_What is required:_ Give the total of lines holding the word "OutcomeClass" in the records below, and nothing else.

Entries taken from a collection:
■ ■ ■ ■ ■
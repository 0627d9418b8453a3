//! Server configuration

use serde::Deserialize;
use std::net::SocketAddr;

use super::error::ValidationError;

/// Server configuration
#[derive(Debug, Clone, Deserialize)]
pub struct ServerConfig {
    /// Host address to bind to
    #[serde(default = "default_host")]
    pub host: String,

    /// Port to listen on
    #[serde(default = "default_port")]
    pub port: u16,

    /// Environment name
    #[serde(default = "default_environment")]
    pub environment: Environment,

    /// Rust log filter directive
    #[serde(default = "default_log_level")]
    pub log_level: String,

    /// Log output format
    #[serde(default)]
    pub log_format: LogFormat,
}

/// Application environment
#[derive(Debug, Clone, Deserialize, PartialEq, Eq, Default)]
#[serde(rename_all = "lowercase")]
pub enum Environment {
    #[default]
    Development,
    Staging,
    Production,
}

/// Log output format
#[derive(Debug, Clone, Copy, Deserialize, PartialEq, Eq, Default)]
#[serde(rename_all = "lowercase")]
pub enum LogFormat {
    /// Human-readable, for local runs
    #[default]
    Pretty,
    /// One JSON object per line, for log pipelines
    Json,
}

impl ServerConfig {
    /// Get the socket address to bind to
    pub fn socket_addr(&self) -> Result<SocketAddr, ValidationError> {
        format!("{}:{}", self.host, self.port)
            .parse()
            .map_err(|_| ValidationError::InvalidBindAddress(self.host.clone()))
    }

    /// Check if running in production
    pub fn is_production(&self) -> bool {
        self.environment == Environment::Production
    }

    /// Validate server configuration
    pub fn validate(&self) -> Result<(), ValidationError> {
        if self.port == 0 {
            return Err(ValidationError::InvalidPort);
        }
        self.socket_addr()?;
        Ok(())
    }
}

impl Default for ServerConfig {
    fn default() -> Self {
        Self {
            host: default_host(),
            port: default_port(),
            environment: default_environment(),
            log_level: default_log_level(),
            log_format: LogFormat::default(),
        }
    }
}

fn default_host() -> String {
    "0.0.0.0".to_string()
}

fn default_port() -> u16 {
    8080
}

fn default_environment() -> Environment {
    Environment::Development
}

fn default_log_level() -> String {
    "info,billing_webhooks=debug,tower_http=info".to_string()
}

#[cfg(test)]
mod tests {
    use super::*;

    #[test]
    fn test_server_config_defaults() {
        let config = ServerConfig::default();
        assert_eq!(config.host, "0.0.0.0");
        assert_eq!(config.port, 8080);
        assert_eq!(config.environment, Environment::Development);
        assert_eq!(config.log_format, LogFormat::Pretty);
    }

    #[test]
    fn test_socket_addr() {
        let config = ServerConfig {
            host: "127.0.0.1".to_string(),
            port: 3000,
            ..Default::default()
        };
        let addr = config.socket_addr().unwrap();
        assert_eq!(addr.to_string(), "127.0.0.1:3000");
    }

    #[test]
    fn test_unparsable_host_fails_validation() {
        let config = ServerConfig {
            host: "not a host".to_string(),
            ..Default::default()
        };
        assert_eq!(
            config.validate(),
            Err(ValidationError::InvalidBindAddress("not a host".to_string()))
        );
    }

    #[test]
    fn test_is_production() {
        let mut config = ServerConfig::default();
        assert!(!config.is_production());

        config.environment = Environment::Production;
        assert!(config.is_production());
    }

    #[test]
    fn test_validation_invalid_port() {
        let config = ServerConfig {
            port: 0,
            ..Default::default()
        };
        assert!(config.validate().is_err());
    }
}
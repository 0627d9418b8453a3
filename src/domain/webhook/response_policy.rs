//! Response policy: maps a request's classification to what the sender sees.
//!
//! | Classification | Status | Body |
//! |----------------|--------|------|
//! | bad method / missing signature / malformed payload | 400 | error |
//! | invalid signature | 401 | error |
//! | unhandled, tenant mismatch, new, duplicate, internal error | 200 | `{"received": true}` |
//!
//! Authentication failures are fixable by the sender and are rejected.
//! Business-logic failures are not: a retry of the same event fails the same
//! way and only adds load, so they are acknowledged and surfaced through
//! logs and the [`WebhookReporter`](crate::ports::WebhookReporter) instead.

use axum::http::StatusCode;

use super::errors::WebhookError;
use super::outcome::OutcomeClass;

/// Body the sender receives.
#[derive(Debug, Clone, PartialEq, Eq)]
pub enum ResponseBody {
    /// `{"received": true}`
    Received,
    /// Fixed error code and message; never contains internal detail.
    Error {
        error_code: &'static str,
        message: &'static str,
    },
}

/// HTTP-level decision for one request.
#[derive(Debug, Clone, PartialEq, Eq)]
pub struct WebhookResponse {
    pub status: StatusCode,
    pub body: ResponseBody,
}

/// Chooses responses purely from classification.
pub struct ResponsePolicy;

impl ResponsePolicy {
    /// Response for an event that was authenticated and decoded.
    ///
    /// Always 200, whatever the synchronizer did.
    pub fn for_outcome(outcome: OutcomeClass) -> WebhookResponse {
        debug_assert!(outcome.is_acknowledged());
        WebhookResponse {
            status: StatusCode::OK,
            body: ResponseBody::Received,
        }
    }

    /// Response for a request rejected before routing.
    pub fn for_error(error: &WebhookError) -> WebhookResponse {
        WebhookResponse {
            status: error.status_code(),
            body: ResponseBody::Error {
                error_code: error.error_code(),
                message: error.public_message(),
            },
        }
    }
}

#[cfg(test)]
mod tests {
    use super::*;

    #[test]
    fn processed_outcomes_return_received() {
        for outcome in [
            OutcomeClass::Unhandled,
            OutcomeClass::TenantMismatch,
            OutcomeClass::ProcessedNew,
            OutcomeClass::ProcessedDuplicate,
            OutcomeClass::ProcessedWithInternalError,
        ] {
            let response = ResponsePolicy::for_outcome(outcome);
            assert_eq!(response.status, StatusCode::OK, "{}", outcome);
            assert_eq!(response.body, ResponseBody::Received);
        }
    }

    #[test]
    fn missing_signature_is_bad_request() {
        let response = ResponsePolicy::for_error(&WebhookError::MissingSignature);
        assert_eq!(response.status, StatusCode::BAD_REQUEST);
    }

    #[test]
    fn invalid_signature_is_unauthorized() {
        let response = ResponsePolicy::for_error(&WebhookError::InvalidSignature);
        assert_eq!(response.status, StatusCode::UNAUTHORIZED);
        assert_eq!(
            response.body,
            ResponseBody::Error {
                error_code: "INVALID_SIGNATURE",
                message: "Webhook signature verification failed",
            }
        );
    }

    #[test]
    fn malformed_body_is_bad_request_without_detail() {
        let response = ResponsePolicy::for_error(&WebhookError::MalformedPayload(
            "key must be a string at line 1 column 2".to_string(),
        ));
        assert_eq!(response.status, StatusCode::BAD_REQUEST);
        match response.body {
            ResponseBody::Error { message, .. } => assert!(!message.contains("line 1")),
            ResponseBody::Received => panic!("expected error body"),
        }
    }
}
■ ■ ■ ■ ■
_Written solution:_ 7